Top of TASK MATERIAL

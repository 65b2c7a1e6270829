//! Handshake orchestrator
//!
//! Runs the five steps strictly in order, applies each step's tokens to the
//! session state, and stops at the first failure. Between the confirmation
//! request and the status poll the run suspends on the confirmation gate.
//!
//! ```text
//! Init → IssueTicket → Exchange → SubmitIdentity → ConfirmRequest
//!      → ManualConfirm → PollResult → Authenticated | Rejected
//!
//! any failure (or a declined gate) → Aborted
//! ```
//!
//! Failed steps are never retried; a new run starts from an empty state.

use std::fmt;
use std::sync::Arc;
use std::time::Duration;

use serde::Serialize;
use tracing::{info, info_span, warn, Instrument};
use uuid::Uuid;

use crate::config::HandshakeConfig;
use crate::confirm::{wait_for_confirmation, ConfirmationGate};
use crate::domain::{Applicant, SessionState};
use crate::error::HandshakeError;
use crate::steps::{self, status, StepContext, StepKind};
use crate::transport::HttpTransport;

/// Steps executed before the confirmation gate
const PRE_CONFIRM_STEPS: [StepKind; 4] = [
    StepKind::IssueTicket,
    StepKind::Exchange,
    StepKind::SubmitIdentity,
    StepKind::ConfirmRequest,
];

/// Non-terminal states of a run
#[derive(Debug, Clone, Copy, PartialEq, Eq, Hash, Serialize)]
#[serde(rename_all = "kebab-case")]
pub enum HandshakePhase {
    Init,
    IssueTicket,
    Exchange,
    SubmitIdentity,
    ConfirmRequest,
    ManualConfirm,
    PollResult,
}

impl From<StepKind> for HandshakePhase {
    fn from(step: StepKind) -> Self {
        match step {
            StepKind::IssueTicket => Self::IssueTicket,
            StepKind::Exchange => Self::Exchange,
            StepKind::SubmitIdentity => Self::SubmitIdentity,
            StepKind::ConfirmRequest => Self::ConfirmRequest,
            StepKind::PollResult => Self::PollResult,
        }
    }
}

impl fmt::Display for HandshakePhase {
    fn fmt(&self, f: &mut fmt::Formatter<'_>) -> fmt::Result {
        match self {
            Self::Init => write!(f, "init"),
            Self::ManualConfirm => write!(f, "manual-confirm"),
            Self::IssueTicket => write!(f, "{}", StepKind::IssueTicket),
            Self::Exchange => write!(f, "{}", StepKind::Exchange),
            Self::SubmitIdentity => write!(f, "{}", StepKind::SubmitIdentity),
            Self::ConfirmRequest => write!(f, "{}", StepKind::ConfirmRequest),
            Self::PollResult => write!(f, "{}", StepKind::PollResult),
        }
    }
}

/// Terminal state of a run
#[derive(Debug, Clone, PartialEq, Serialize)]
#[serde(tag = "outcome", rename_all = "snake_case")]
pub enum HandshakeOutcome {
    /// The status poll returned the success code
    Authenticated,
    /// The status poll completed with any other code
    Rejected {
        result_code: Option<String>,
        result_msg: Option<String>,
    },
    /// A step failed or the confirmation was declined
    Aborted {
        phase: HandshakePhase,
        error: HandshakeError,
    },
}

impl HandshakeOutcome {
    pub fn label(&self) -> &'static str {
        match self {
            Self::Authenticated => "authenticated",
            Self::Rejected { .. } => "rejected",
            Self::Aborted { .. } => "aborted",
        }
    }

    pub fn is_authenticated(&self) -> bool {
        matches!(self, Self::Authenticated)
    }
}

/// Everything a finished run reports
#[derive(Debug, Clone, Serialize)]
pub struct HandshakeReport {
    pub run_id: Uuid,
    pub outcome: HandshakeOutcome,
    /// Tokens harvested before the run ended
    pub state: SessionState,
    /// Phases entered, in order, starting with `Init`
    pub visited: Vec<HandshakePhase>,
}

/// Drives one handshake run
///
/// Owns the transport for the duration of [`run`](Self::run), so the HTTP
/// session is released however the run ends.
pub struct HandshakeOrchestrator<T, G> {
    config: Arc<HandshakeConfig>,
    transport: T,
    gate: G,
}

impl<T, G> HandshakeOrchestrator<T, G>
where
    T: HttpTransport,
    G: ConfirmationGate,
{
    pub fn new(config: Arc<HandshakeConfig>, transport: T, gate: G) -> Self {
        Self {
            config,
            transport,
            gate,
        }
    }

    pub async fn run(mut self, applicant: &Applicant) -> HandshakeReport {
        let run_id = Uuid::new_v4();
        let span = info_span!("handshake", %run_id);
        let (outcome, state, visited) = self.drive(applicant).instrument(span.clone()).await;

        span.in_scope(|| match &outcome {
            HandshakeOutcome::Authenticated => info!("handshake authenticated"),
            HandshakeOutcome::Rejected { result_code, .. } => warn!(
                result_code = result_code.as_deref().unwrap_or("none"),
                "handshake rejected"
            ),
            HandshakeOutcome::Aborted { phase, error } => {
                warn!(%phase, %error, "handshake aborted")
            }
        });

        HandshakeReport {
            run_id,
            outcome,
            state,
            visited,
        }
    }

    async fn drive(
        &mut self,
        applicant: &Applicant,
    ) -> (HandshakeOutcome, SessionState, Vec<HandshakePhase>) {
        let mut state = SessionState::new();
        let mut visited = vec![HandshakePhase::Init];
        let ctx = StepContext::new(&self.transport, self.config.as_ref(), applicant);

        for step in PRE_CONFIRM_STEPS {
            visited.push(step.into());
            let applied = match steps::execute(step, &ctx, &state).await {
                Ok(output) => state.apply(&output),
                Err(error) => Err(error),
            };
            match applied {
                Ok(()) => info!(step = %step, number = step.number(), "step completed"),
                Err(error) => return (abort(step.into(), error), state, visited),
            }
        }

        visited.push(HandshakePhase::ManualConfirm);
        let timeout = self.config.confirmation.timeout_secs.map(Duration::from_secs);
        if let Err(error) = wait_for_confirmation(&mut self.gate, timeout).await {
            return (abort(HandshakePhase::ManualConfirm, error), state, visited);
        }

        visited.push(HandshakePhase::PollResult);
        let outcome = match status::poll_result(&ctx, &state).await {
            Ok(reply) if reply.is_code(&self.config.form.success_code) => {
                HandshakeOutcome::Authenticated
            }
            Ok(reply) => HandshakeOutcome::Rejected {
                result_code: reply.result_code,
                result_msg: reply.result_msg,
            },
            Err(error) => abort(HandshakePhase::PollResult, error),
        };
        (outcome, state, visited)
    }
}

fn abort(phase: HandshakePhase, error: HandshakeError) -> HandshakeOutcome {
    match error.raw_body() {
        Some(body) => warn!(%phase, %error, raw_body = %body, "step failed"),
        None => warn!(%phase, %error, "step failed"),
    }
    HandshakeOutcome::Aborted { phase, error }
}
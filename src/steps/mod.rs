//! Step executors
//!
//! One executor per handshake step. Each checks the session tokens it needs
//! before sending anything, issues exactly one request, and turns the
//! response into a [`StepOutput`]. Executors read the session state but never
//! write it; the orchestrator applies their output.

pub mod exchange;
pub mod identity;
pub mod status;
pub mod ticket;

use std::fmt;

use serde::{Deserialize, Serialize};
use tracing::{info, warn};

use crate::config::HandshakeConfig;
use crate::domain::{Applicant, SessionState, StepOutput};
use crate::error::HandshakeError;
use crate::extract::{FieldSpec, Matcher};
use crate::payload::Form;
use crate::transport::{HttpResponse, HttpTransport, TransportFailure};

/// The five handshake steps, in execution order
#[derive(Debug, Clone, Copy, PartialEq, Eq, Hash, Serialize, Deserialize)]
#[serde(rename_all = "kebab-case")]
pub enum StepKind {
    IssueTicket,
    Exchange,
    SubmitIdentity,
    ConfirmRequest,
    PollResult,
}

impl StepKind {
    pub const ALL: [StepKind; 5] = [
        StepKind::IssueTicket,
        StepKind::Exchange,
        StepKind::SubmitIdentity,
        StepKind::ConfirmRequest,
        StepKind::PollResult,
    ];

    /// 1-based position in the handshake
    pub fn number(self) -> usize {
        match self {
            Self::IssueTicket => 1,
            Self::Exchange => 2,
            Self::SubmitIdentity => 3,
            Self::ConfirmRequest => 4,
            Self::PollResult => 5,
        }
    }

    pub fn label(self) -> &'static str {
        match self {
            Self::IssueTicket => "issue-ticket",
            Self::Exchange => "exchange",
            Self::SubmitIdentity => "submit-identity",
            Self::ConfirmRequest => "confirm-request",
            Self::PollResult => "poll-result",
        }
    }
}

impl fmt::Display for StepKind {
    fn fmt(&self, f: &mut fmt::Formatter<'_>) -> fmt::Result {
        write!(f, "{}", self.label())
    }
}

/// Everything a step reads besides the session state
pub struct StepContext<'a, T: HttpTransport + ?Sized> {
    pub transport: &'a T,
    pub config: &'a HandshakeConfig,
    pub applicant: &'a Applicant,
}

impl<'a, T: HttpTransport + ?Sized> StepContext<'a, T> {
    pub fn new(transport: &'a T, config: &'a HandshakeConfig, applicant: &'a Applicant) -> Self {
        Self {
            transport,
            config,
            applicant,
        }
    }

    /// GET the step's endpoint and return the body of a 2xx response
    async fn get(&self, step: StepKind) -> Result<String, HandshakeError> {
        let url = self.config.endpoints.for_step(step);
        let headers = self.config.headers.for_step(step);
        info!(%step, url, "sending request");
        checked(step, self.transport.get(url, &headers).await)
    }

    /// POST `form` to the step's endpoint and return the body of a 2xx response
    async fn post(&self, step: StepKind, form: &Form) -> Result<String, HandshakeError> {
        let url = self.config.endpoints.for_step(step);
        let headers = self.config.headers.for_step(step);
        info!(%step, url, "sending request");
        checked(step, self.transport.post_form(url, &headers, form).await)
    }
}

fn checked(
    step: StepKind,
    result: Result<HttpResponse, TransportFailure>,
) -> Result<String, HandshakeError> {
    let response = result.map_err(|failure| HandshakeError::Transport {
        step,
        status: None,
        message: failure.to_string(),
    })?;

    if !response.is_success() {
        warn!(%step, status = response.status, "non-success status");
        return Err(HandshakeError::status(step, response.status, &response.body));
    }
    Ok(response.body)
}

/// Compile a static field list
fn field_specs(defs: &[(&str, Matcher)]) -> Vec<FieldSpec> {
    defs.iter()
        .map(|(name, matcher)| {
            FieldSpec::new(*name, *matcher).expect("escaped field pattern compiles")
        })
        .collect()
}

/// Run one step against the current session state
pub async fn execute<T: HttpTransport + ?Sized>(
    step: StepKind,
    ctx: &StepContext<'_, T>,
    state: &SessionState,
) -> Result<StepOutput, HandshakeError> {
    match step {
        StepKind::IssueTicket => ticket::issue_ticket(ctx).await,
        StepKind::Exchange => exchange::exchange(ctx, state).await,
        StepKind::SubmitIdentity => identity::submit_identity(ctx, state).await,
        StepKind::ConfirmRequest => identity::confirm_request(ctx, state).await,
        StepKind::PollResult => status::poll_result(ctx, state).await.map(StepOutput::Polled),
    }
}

Bottom of TASK MATERIAL

> EXERCISE
Each line in the listing that contains "HandshakePhase" should be returned.

> ANSWER TO THE PROBLEM
pub enum HandshakePhase {
impl From<StepKind> for HandshakePhase {
impl fmt::Display for HandshakePhase {
        phase: HandshakePhase,
    pub visited: Vec<HandshakePhase>,
    ) -> (HandshakeOutcome, SessionState, Vec<HandshakePhase>) {
        let mut visited = vec![HandshakePhase::Init];
        visited.push(HandshakePhase::ManualConfirm);
            return (abort(HandshakePhase::ManualConfirm, error), state, visited);
        visited.push(HandshakePhase::PollResult);
            Err(error) => abort(HandshakePhase::PollResult, error),
fn abort(phase: HandshakePhase, error: HandshakeError) -> HandshakeOutcome {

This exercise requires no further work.